- Your objective: Reproduce the entries below, please. Keep every character the same.

[Stored data entries]
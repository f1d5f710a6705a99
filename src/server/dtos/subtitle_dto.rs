use std::fmt::Display;
use std::str::FromStr;

use serde::{Deserialize, Deserializer, Serialize, de};
use validator::{Validate, ValidationError};

/// browsers send untouched form fields as `name=`, those count as not given
fn empty_as_none<'de, D, T>(deserializer: D) -> Result<Option<T>, D::Error>
where
    D: Deserializer<'de>,
    T: FromStr,
    T::Err: Display,
{
    match Option::<String>::deserialize(deserializer)?.as_deref().map(str::trim) {
        None | Some("") => Ok(None),
        Some(raw) => raw.parse().map(Some).map_err(de::Error::custom),
    }
}

/// query string accepted by `/search`, forwarded to the provider's `/subtitles`
#[derive(Debug, Clone, Default, Deserialize, Serialize, Validate)]
#[validate(schema(function = "validate_search_target"))]
pub struct SearchParams {
    pub query: Option<String>,
    pub languages: Option<String>,
    pub tmdb_id: Option<String>,
    pub imdb_id: Option<String>,
    #[serde(default, deserialize_with = "empty_as_none")]
    #[validate(range(min = 0))]
    pub season_number: Option<i64>,
    #[serde(default, deserialize_with = "empty_as_none")]
    #[validate(range(min = 0))]
    pub episode_number: Option<i64>,
    #[serde(default, deserialize_with = "empty_as_none")]
    #[validate(range(min = 1))]
    pub page: Option<i64>,
}

fn present(value: &Option<String>) -> bool {
    value.as_deref().is_some_and(|v| !v.trim().is_empty())
}

/// a search has to name *something*, otherwise there's no point asking upstream
fn validate_search_target(params: &SearchParams) -> Result<(), ValidationError> {
    if present(&params.query) || present(&params.tmdb_id) || present(&params.imdb_id) {
        Ok(())
    } else {
        Err(ValidationError::new("missing_search_target")
            .with_message("query, tmdb_id or imdb_id is required".into()))
    }
}

impl SearchParams {
    /// the query pairs sent upstream, blanks are dropped and values trimmed
    pub fn to_upstream_query(&self) -> Vec<(String, String)> {
        let text = [
            ("query", &self.query),
            ("languages", &self.languages),
            ("tmdb_id", &self.tmdb_id),
            ("imdb_id", &self.imdb_id),
        ];
        let numbers = [
            ("season_number", self.season_number),
            ("episode_number", self.episode_number),
            ("page", self.page),
        ];

        let mut pairs: Vec<(String, String)> = text
            .into_iter()
            .filter_map(|(key, value)| {
                value
                    .as_deref()
                    .map(str::trim)
                    .filter(|v| !v.is_empty())
                    .map(|v| (key.to_string(), v.to_string()))
            })
            .collect();

        pairs.extend(
            numbers
                .into_iter()
                .filter_map(|(key, value)| value.map(|v| (key.to_string(), v.to_string()))),
        );

        pairs
    }
}

/// `/download` and `/download-file` input, from the query string or a json body
#[derive(Debug, Clone, Deserialize, Serialize, Validate)]
pub struct DownloadParams {
    #[validate(range(min = 1, message = "file_id must be a positive number"))]
    pub file_id: i64,
    #[serde(default, deserialize_with = "empty_as_none")]
    #[validate(length(min = 1, max = 10, message = "sub_format must be 1-10 characters"))]
    pub sub_format: Option<String>,
}

impl DownloadParams {
    pub fn upstream_body(&self) -> serde_json::Value {
        let mut body = serde_json::json!({ "file_id": self.file_id });
        if let Some(format) = self.sub_format.as_deref() {
            body["sub_format"] = serde_json::Value::String(format.to_string());
        }
        body
    }
}

/// the two fields of the provider's download answer the proxy cares about
#[derive(Debug, Clone, Deserialize)]
pub struct DownloadLink {
    pub link: Option<String>,
    pub file_name: Option<String>,
}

- Exercise result:
repository f1d5f710a6705a99
filename src/server/dtos/subtitle_dto.rs
use std::fmt::Display;
use std::str::FromStr;

use serde::{Deserialize, Deserializer, Serialize, de};
use validator::{Validate, ValidationError};

/// browsers send untouched form fields as `name=`, those count as not given
fn empty_as_none<'de, D, T>(deserializer: D) -> Result<Option<T>, D::Error>
where
    D: Deserializer<'de>,
    T: FromStr,
    T::Err: Display,
{
    match Option::<String>::deserialize(deserializer)?.as_deref().map(str::trim) {
        None | Some("") => Ok(None),
        Some(raw) => raw.parse().map(Some).map_err(de::Error::custom),
    }
}

/// query string accepted by `/search`, forwarded to the provider's `/subtitles`
#[derive(Debug, Clone, Default, Deserialize, Serialize, Validate)]
#[validate(schema(function = "validate_search_target"))]
pub struct SearchParams {
    pub query: Option<String>,
    pub languages: Option<String>,
    pub tmdb_id: Option<String>,
    pub imdb_id: Option<String>,
    #[serde(default, deserialize_with = "empty_as_none")]
    #[validate(range(min = 0))]
    pub season_number: Option<i64>,
    #[serde(default, deserialize_with = "empty_as_none")]
    #[validate(range(min = 0))]
    pub episode_number: Option<i64>,
    #[serde(default, deserialize_with = "empty_as_none")]
    #[validate(range(min = 1))]
    pub page: Option<i64>,
}

fn present(value: &Option<String>) -> bool {
    value.as_deref().is_some_and(|v| !v.trim().is_empty())
}

/// a search has to name *something*, otherwise there's no point asking upstream
fn validate_search_target(params: &SearchParams) -> Result<(), ValidationError> {
    if present(&params.query) || present(&params.tmdb_id) || present(&params.imdb_id) {
        Ok(())
    } else {
        Err(ValidationError::new("missing_search_target")
            .with_message("query, tmdb_id or imdb_id is required".into()))
    }
}

impl SearchParams {
    /// the query pairs sent upstream, blanks are dropped and values trimmed
    pub fn to_upstream_query(&self) -> Vec<(String, String)> {
        let text = [
            ("query", &self.query),
            ("languages", &self.languages),
            ("tmdb_id", &self.tmdb_id),
            ("imdb_id", &self.imdb_id),
        ];
        let numbers = [
            ("season_number", self.season_number),
            ("episode_number", self.episode_number),
            ("page", self.page),
        ];

        let mut pairs: Vec<(String, String)> = text
            .into_iter()
            .filter_map(|(key, value)| {
                value
                    .as_deref()
                    .map(str::trim)
                    .filter(|v| !v.is_empty())
                    .map(|v| (key.to_string(), v.to_string()))
            })
            .collect();

        pairs.extend(
            numbers
                .into_iter()
                .filter_map(|(key, value)| value.map(|v| (key.to_string(), v.to_string()))),
        );

        pairs
    }
}

/// `/download` and `/download-file` input, from the query string or a json body
#[derive(Debug, Clone, Deserialize, Serialize, Validate)]
pub struct DownloadParams {
    #[validate(range(min = 1, message = "file_id must be a positive number"))]
    pub file_id: i64,
    #[serde(default, deserialize_with = "empty_as_none")]
    #[validate(length(min = 1, max = 10, message = "sub_format must be 1-10 characters"))]
    pub sub_format: Option<String>,
}

impl DownloadParams {
    pub fn upstream_body(&self) -> serde_json::Value {
        let mut body = serde_json::json!({ "file_id": self.file_id });
        if let Some(format) = self.sub_format.as_deref() {
            body["sub_format"] = serde_json::Value::String(format.to_string());
        }
        body
    }
}

/// the two fields of the provider's download answer the proxy cares about
#[derive(Debug, Clone, Deserialize)]
pub struct DownloadLink {
    pub link: Option<String>,
    pub file_name: Option<String>,
}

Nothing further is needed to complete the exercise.